__The task__.
Every entry should appear in your answer exactly as it does here.

==============================

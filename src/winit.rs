use std::sync::Arc;

use log::{debug, error};
use pollster::FutureExt;
use winit::{
    application::ApplicationHandler,
    dpi::LogicalSize,
    error::EventLoopError,
    event::{ElementState, WindowEvent},
    event_loop::{ActiveEventLoop, ControlFlow, EventLoop},
    keyboard::{KeyCode, PhysicalKey},
    window::{Fullscreen, WindowAttributes, WindowId},
};

use crate::{
    config::ViewerConfig,
    state::{RenderResult, State},
};

pub struct App {
    config: ViewerConfig,
    state: Option<State>,
}

impl App {
    pub fn new(config: ViewerConfig) -> Self {
        Self {
            config,
            state: None,
        }
    }

    pub fn run(config: ViewerConfig) -> Result<(), EventLoopError> {
        let event_loop = EventLoop::new()?;
        event_loop.set_control_flow(ControlFlow::Wait);
        let mut app = Self::new(config);
        event_loop.run_app(&mut app)
    }
}

impl ApplicationHandler for App {
    fn resumed(&mut self, event_loop: &ActiveEventLoop) {
        debug!("Resumed");
        if self.state.is_some() {
            return;
        }
        let attributes = WindowAttributes::default()
            .with_title("Animated Objects")
            .with_inner_size(LogicalSize::new(1280, 720));
        let window = match event_loop.create_window(attributes) {
            Ok(window) => Arc::new(window),
            Err(err) => {
                error!("Failed to create window: {}", err);
                event_loop.exit();
                return;
            }
        };
        match State::new(window.clone(), self.config.clone()).block_on() {
            Ok(mut state) => {
                state.setup_scene();
                window.request_redraw();
                self.state = Some(state);
            }
            Err(err) => {
                error!("{}", err);
                event_loop.exit();
            }
        }
    }

    fn suspended(&mut self, _event_loop: &ActiveEventLoop) {
        debug!("Suspended");
        self.state = None;
    }

    fn window_event(
        &mut self,
        event_loop: &ActiveEventLoop,
        _window_id: WindowId,
        event: WindowEvent,
    ) {
        let Some(state) = self.state.as_mut() else {
            debug!("Event received when state is none: {:?}", event);
            return;
        };

        match &event {
            WindowEvent::CloseRequested => {
                event_loop.exit();
                return;
            }
            WindowEvent::RedrawRequested => {
                state.update();
                match state.render() {
                    RenderResult::Succeed | RenderResult::Skipped => (),
                    RenderResult::OutOfMemory => event_loop.exit(),
                }
                return;
            }
            WindowEvent::Resized(new_size) => {
                state.resize((new_size.width, new_size.height));
            }
            WindowEvent::KeyboardInput { event, .. } => match event.physical_key {
                PhysicalKey::Code(KeyCode::Escape) => {
                    event_loop.exit();
                    return;
                }
                PhysicalKey::Code(KeyCode::F11) => {
                    if !event.repeat && event.state == ElementState::Released {
                        let window = state.window();
                        if window.fullscreen().is_some() {
                            window.set_fullscreen(None)
                        } else {
                            window.set_fullscreen(Some(Fullscreen::Borderless(None)))
                        }
                    }
                    return;
                }
                PhysicalKey::Code(KeyCode::F10) => {
                    if !event.repeat && event.state == ElementState::Released {
                        let active = !state.panels_active();
                        state.set_panels_active(active);
                    }
                    return;
                }
                _ => (),
            },
            _ => (),
        }

        state.handle_window_event(&event);
    }
}
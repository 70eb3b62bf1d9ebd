use std::time::{Duration, Instant};

/// Frame clock. Starts on the first call to [`Clock::get_delta`].
#[derive(Debug, Default, Clone)]
pub struct Clock {
    start_time: Option<Instant>,
    last_time: Option<Instant>,
}

impl Clock {
    pub fn new() -> Self {
        Self::default()
    }

    pub fn is_running(&self) -> bool {
        self.start_time.is_some()
    }

    /// Seconds since the previous call. The first call returns zero.
    pub fn get_delta(&mut self) -> f32 {
        self.delta_at(Instant::now()).as_secs_f32()
    }

    /// Time since the clock started, zero if it never did.
    pub fn elapsed(&self) -> Duration {
        self.start_time
            .map(|start_time| start_time.elapsed())
            .unwrap_or_default()
    }

    fn delta_at(&mut self, now: Instant) -> Duration {
        if self.start_time.is_none() {
            self.start_time = Some(now);
        }
        let delta = self
            .last_time
            .map(|last_time| now.saturating_duration_since(last_time))
            .unwrap_or_default();
        self.last_time = Some(now);
        delta
    }
}

#[cfg(test)]
mod test {
    use super::*;

    #[test]
    fn first_delta_is_zero() {
        let mut clock = Clock::new();
        assert!(!clock.is_running());
        assert_eq!(clock.delta_at(Instant::now()), Duration::ZERO);
        assert!(clock.is_running());
    }

    #[test]
    fn delta_measures_between_calls() {
        let mut clock = Clock::new();
        let start = Instant::now();
        clock.delta_at(start);
        let delta = clock.delta_at(start + Duration::from_millis(16));
        assert_eq!(delta, Duration::from_millis(16));
        let delta = clock.delta_at(start + Duration::from_millis(50));
        assert_eq!(delta, Duration::from_millis(34));
    }

    #[test]
    fn delta_never_goes_negative() {
        let mut clock = Clock::new();
        let start = Instant::now() + Duration::from_secs(1);
        clock.delta_at(start);
        assert_eq!(clock.delta_at(start - Duration::from_millis(5)), Duration::ZERO);
    }

    #[test]
    fn elapsed_is_zero_before_start() {
        let clock = Clock::new();
        assert_eq!(clock.elapsed(), Duration::ZERO);
    }
}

==============================

__Response area__.
filename src/winit.rs
use std::sync::Arc;

use log::{debug, error};
use pollster::FutureExt;
use winit::{
    application::ApplicationHandler,
    dpi::LogicalSize,
    error::EventLoopError,
    event::{ElementState, WindowEvent},
    event_loop::{ActiveEventLoop, ControlFlow, EventLoop},
    keyboard::{KeyCode, PhysicalKey},
    window::{Fullscreen, WindowAttributes, WindowId},
};

use crate::{
    config::ViewerConfig,
    state::{RenderResult, State},
};

pub struct App {
    config: ViewerConfig,
    state: Option<State>,
}

impl App {
    pub fn new(config: ViewerConfig) -> Self {
        Self {
            config,
            state: None,
        }
    }

    pub fn run(config: ViewerConfig) -> Result<(), EventLoopError> {
        let event_loop = EventLoop::new()?;
        event_loop.set_control_flow(ControlFlow::Wait);
        let mut app = Self::new(config);
        event_loop.run_app(&mut app)
    }
}

impl ApplicationHandler for App {
    fn resumed(&mut self, event_loop: &ActiveEventLoop) {
        debug!("Resumed");
        if self.state.is_some() {
            return;
        }
        let attributes = WindowAttributes::default()
            .with_title("Animated Objects")
            .with_inner_size(LogicalSize::new(1280, 720));
        let window = match event_loop.create_window(attributes) {
            Ok(window) => Arc::new(window),
            Err(err) => {
                error!("Failed to create window: {}", err);
                event_loop.exit();
                return;
            }
        };
        match State::new(window.clone(), self.config.clone()).block_on() {
            Ok(mut state) => {
                state.setup_scene();
                window.request_redraw();
                self.state = Some(state);
            }
            Err(err) => {
                error!("{}", err);
                event_loop.exit();
            }
        }
    }

    fn suspended(&mut self, _event_loop: &ActiveEventLoop) {
        debug!("Suspended");
        self.state = None;
    }

    fn window_event(
        &mut self,
        event_loop: &ActiveEventLoop,
        _window_id: WindowId,
        event: WindowEvent,
    ) {
        let Some(state) = self.state.as_mut() else {
            debug!("Event received when state is none: {:?}", event);
            return;
        };

        match &event {
            WindowEvent::CloseRequested => {
                event_loop.exit();
                return;
            }
            WindowEvent::RedrawRequested => {
                state.update();
                match state.render() {
                    RenderResult::Succeed | RenderResult::Skipped => (),
                    RenderResult::OutOfMemory => event_loop.exit(),
                }
                return;
            }
            WindowEvent::Resized(new_size) => {
                state.resize((new_size.width, new_size.height));
            }
            WindowEvent::KeyboardInput { event, .. } => match event.physical_key {
                PhysicalKey::Code(KeyCode::Escape) => {
                    event_loop.exit();
                    return;
                }
                PhysicalKey::Code(KeyCode::F11) => {
                    if !event.repeat && event.state == ElementState::Released {
                        let window = state.window();
                        if window.fullscreen().is_some() {
                            window.set_fullscreen(None)
                        } else {
                            window.set_fullscreen(Some(Fullscreen::Borderless(None)))
                        }
                    }
                    return;
                }
                PhysicalKey::Code(KeyCode::F10) => {
                    if !event.repeat && event.state == ElementState::Released {
                        let active = !state.panels_active();
                        state.set_panels_active(active);
                    }
                    return;
                }
                _ => (),
            },
            _ => (),
        }

        state.handle_window_event(&event);
    }
}
repository 70eb3b62bf1d9ebd
use std::time::{Duration, Instant};

/// Frame clock. Starts on the first call to [`Clock::get_delta`].
#[derive(Debug, Default, Clone)]
pub struct Clock {
    start_time: Option<Instant>,
    last_time: Option<Instant>,
}

impl Clock {
    pub fn new() -> Self {
        Self::default()
    }

    pub fn is_running(&self) -> bool {
        self.start_time.is_some()
    }

    /// Seconds since the previous call. The first call returns zero.
    pub fn get_delta(&mut self) -> f32 {
        self.delta_at(Instant::now()).as_secs_f32()
    }

    /// Time since the clock started, zero if it never did.
    pub fn elapsed(&self) -> Duration {
        self.start_time
            .map(|start_time| start_time.elapsed())
            .unwrap_or_default()
    }

    fn delta_at(&mut self, now: Instant) -> Duration {
        if self.start_time.is_none() {
            self.start_time = Some(now);
        }
        let delta = self
            .last_time
            .map(|last_time| now.saturating_duration_since(last_time))
            .unwrap_or_default();
        self.last_time = Some(now);
        delta
    }
}

#[cfg(test)]
mod test {
    use super::*;

    #[test]
    fn first_delta_is_zero() {
        let mut clock = Clock::new();
        assert!(!clock.is_running());
        assert_eq!(clock.delta_at(Instant::now()), Duration::ZERO);
        assert!(clock.is_running());
    }

    #[test]
    fn delta_measures_between_calls() {
        let mut clock = Clock::new();
        let start = Instant::now();
        clock.delta_at(start);
        let delta = clock.delta_at(start + Duration::from_millis(16));
        assert_eq!(delta, Duration::from_millis(16));
        let delta = clock.delta_at(start + Duration::from_millis(50));
        assert_eq!(delta, Duration::from_millis(34));
    }

    #[test]
    fn delta_never_goes_negative() {
        let mut clock = Clock::new();
        let start = Instant::now() + Duration::from_secs(1);
        clock.delta_at(start);
        assert_eq!(clock.delta_at(start - Duration::from_millis(5)), Duration::ZERO);
    }

    #[test]
    fn elapsed_is_zero_before_start() {
        let clock = Clock::new();
        assert_eq!(clock.elapsed(), Duration::ZERO);
    }
}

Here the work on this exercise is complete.